* Task objective
So that nothing is lost, write out all the lines below exactly.

------------------------------------

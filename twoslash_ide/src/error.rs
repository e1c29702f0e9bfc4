use thiserror::Error;

/// Errors of edit application. Everything else in a pass degrades silently.
#[derive(Debug, Clone, PartialEq, Eq, Error)]
pub enum IdeError {
    #[error("invalid edit range {start}..{end}")]
    InvalidEditRange { start: u32, end: u32 },
    #[error("overlapping edits")]
    OverlappingEdits,
    #[error("host editor error: {0}")]
    Host(String),
}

------------------------------------

* Finished exercise
filename twoslash_ide/src/error.rs
repository e1c29702f0e9bfc4
use thiserror::Error;

/// Errors of edit application. Everything else in a pass degrades silently.
#[derive(Debug, Clone, PartialEq, Eq, Error)]
pub enum IdeError {
    #[error("invalid edit range {start}..{end}")]
    InvalidEditRange { start: u32, end: u32 },
    #[error("overlapping edits")]
    OverlappingEdits,
    #[error("host editor error: {0}")]
    Host(String),
}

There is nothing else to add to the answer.